» Exercise: Write out the data below in full. Keep it exact.

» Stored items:
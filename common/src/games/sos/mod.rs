mod board;
mod bot_controller;
mod controller;
mod error;
mod game_state;
mod line_detector;
mod player;
mod replay;
mod session;
mod settings;
mod types;

pub use board::Board;
pub use bot_controller::{calculate_move, find_scoring_move, BotDecision, BotInput};
pub use controller::{MoveEvent, SosController};
pub use error::{MoveError, PlayerError, SetupError};
pub use game_state::{GameStatus, MoveResult, SosGameState};
pub use line_detector::{detect_lines, Triplet};
pub use player::{ComputerPlayer, GamePlayer, HumanPlayer, PlayerKind};
pub use replay::{replay_game, replay_game_paced, replay_settings, ReplayCommand, ReplayHalt, ReplayOutcome};
pub use session::GameSession;
pub use settings::{GameSettings, PlayerBinding, DEFAULT_GRID_SIZE, MAX_GRID_SIZE, MIN_GRID_SIZE};
pub use types::{Cell, Move, Placement, Position, Side, Symbol, Variant, WinLine};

» Reply to the exercise:
filename common/src/games/sos/mod.rs
mod board;
mod bot_controller;
mod controller;
mod error;
mod game_state;
mod line_detector;
mod player;
mod replay;
mod session;
mod settings;
mod types;

pub use board::Board;
pub use bot_controller::{calculate_move, find_scoring_move, BotDecision, BotInput};
pub use controller::{MoveEvent, SosController};
pub use error::{MoveError, PlayerError, SetupError};
pub use game_state::{GameStatus, MoveResult, SosGameState};
pub use line_detector::{detect_lines, Triplet};
pub use player::{ComputerPlayer, GamePlayer, HumanPlayer, PlayerKind};
pub use replay::{replay_game, replay_game_paced, replay_settings, ReplayCommand, ReplayHalt, ReplayOutcome};
pub use session::GameSession;
pub use settings::{GameSettings, PlayerBinding, DEFAULT_GRID_SIZE, MAX_GRID_SIZE, MIN_GRID_SIZE};
pub use types::{Cell, Move, Placement, Position, Side, Symbol, Variant, WinLine};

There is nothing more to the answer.